It may be late summer, but it’s never too late for ice cream, in our humble opinion. What’s even better is when the ice cream loves you back – and for clients with lactose-intolerance or dairy protein sensitivity, or those who just want a healthier option, this is a recipe for you.

Oh, and for those of you who remember Smucker’s Magic Shell – you can have your own chocolate syrup that transforms into a crispy topping. Ready, set, let’s make!

Ingredients

1.5 bananas (ripe bananas are sweeter)

1/4 cup cashews

1/2 tbsp of maple syrup (optional)

3/4 ounce of chocolate (a few squares, depending on the brand)

Dash of sea salt

Instructions

Peel the ripe bananas and stick them in a bag and into the freezer. It will take about 12 hours for it to fully freeze, so this will either have to be planned in advance or keep a nice stock of peeled bananas for when the craving strikes. Stick chocolate pieces in a double boiler to melt down. When the bananas are frozen, put them into the blender along with cashews, and maple syrup. Blend until smooth, crystalline consistency. Transfer to a bowl and carefully pour melted chocolate on top. Sprinkle a dash of sea salt and enjoy this decadent dessert!

In the Client Spotlight

client spotlight of recognition

“I was a little nervous that maybe you wouldn’t be very patient or understanding if I struggled with making some of the changes to my diet and lifestyle. Luckily, that hasn’t been the case at all!

  • I have lost weight
  • I have improved my body composition
  • I have not had any more kidney stones *knock on wood*

I don’t dread seeing you like I would dread going to the doctor. You’re very friendly and easy to talk to! You’re extremely knowledgeable and I like that you give me background information about the foods. The recipes you give me are always quick, easy, and yummy! You’re also very understanding if I struggle with a certain area and try to come up with new ways to approach it that might work better for me. You’re also interested in aspects of my life outside of food.”

Results:

  • I’m trying all kinds of new foods and recipes!
  • I’m doing a better job at seeing connections between the foods I eat and how I feel after eating them
  • I’m more conscious of food labels. Even though something might look healthy or be vegan it might actually be loaded with sugar, etc.
  • I’m better about getting in bed early.
  • I’m doing a better job at handling skepticism about my vegan diet from others.
  • I’m more informed about a variety of issues such as GMOs and political intervention in the food industry
  • I have developed new methods of handling my stress.
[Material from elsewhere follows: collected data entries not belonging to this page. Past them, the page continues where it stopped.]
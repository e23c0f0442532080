use axum::extract::DefaultBodyLimit;
use axum::routing::get;
use axum::Router;
use blobfs_protocol::endpoints;
use tower_http::trace::TraceLayer;

use crate::handler::{self, AppState};

/// Build the axum router with all blobfs endpoints.
///
/// Blob and bucket routes capture the rest of the URL path, so the storage
/// layer sees it unmodified and reports malformed shapes itself.
pub fn build_router(state: AppState, max_body_size: usize) -> Router {
    Router::new()
        .route(endpoints::HEALTH, get(handler::health_handler))
        .route(
            &format!("{}/*path", endpoints::BLOB),
            get(handler::get_blob)
                .post(handler::add_blob)
                .put(handler::set_blob)
                .delete(handler::del_blob),
        )
        .route(
            &format!("{}/*path", endpoints::BUCKET),
            get(handler::list_bucket)
                .post(handler::make_bucket)
                .delete(handler::remove_bucket),
        )
        .layer(DefaultBodyLimit::max(max_body_size))
        .layer(TraceLayer::new_for_http())
        .with_state(state)
}
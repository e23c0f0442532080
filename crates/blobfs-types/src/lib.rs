//! Foundation types for blobfs.
//!
//! This crate provides the vocabulary shared by every other blobfs crate:
//! what a blob is called, how its content type is written into a file name,
//! and which errors a storage backend may report.
//!
//! # Key Types
//!
//! - [`ContentType`] -- Closed set of supported MIME kinds with a two-character filename codec
//! - [`MimePolicy`] -- How unknown MIME strings are resolved (reject or fall back to stream)
//! - [`BlobPath`] -- Validated `{bucket}/{name}` identity of a blob
//! - [`BucketPath`] -- Validated bucket name
//! - [`BlobError`] / [`ErrorKind`] -- Typed error taxonomy shared by local and remote storage

pub mod content_type;
pub mod error;
pub mod path;

pub use content_type::{ContentType, MimePolicy, PREFIX_LEN};
pub use error::{BlobError, BlobResult, ErrorKind};
pub use path::{BlobPath, BucketPath};
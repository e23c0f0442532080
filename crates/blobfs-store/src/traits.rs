use std::fmt;
use std::pin::Pin;

use async_trait::async_trait;
use blobfs_types::{BlobResult, ContentType};
use bytes::Bytes;
use tokio::io::{AsyncRead, AsyncReadExt};

/// Readable body of a stored blob.
pub type BlobReader = Pin<Box<dyn AsyncRead + Send>>;

/// One entry of a bucket listing: `(mime, name)`.
pub type ListEntry = (String, String);

/// A blob opened for reading.
///
/// The underlying file or response body is released when this value is
/// dropped, on success and error paths alike.
pub struct BlobStream {
    pub content_type: ContentType,
    pub reader: BlobReader,
}

impl BlobStream {
    pub fn new(content_type: ContentType, reader: BlobReader) -> Self {
        Self { content_type, reader }
    }

    /// Drain the reader into memory.
    pub async fn into_bytes(mut self) -> BlobResult<Vec<u8>> {
        let mut buf = Vec::new();
        self.reader.read_to_end(&mut buf).await?;
        Ok(buf)
    }
}

impl fmt::Debug for BlobStream {
    fn fmt(&self, f: &mut fmt::Formatter<'_>) -> fmt::Result {
        f.debug_struct("BlobStream")
            .field("content_type", &self.content_type)
            .finish_non_exhaustive()
    }
}

/// The blob storage capability.
///
/// Implemented by the local [`FsBlobStore`](crate::FsBlobStore) and by the
/// HTTP remote proxy. Code written against this trait must behave the same
/// with either backend, apart from latency and transport failures.
///
/// All implementations must satisfy these invariants:
/// - Paths containing `..` fail with `IllegalPath` before any I/O.
/// - Per blob, the only legal transitions are absent -add-> present,
///   present -set-> present, present -del-> absent.
/// - Errors are always typed; callers never inspect message strings.
#[async_trait]
pub trait BlobStorage: Send + Sync {
    /// Create a new blob. Fails `AlreadyExists` if present and
    /// `NoSuchBucket` if its bucket is missing.
    async fn add(&self, content_type: ContentType, path: &str, data: Bytes) -> BlobResult<()>;

    /// Overwrite an existing blob and return the number of bytes written.
    async fn set(&self, content_type: ContentType, path: &str, data: Bytes) -> BlobResult<u64>;

    /// Open a blob for reading.
    async fn get(&self, path: &str) -> BlobResult<BlobStream>;

    /// Delete a blob.
    async fn del(&self, path: &str) -> BlobResult<()>;

    /// Create a bucket.
    async fn mkdir(&self, path: &str) -> BlobResult<()>;

    /// Remove an empty bucket.
    async fn rmdir(&self, path: &str) -> BlobResult<()>;

    /// List the blobs of a bucket as `(mime, name)` pairs.
    async fn lsdir(&self, path: &str) -> BlobResult<Vec<ListEntry>>;

    /// Read a whole blob into memory.
    async fn read(&self, path: &str) -> BlobResult<(ContentType, Vec<u8>)> {
        let stream = self.get(path).await?;
        let content_type = stream.content_type;
        Ok((content_type, stream.into_bytes().await?))
    }
}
“I think many people are uninformed or misinformed about nutrition. Obviously, many people struggle with weight. I’ve been spending more time at the hospital recently because of my kidney stones and I’m always surprised by how many people are there. It definitely makes me wonder if some of their issues could have been prevented/improved by making different dietary choices. I think many lives could be improved by seeing a dietitian rather than just automatically turning to medication or just accepting their situation and not doing anything at all.

I would recommend YOU in particular because I think you’re really fun, knowledgeable, down-to-earth, and you really care about your clients!

If they [people] allow themselves to be open to new experiences and are receptive to your advice then this can really be life-changing! This is a great way to invest in yourself – this experience has really added a lot of value to my life!

You’re just all-around awesome and I’ve really enjoyed working with you!”

H.R., Foundations of Health Graduate


Update:

We followed up with this amazing client and our work together from two years ago. Here’s what she wrote:

“I’m happy to report that I still haven’t had any more kidney stone incidents and rarely get sick anymore! I think both are mainly attributable to my healthier eating habits so I’m very thankful for you helping me find my way with that :)”

She has really made our work together the foundation of her life and is reaping the benefits, years later. This is a beautiful part of our mission of empowering others to live at a higher level. We are grateful for the trust you put in us and the process.

Are you Kind?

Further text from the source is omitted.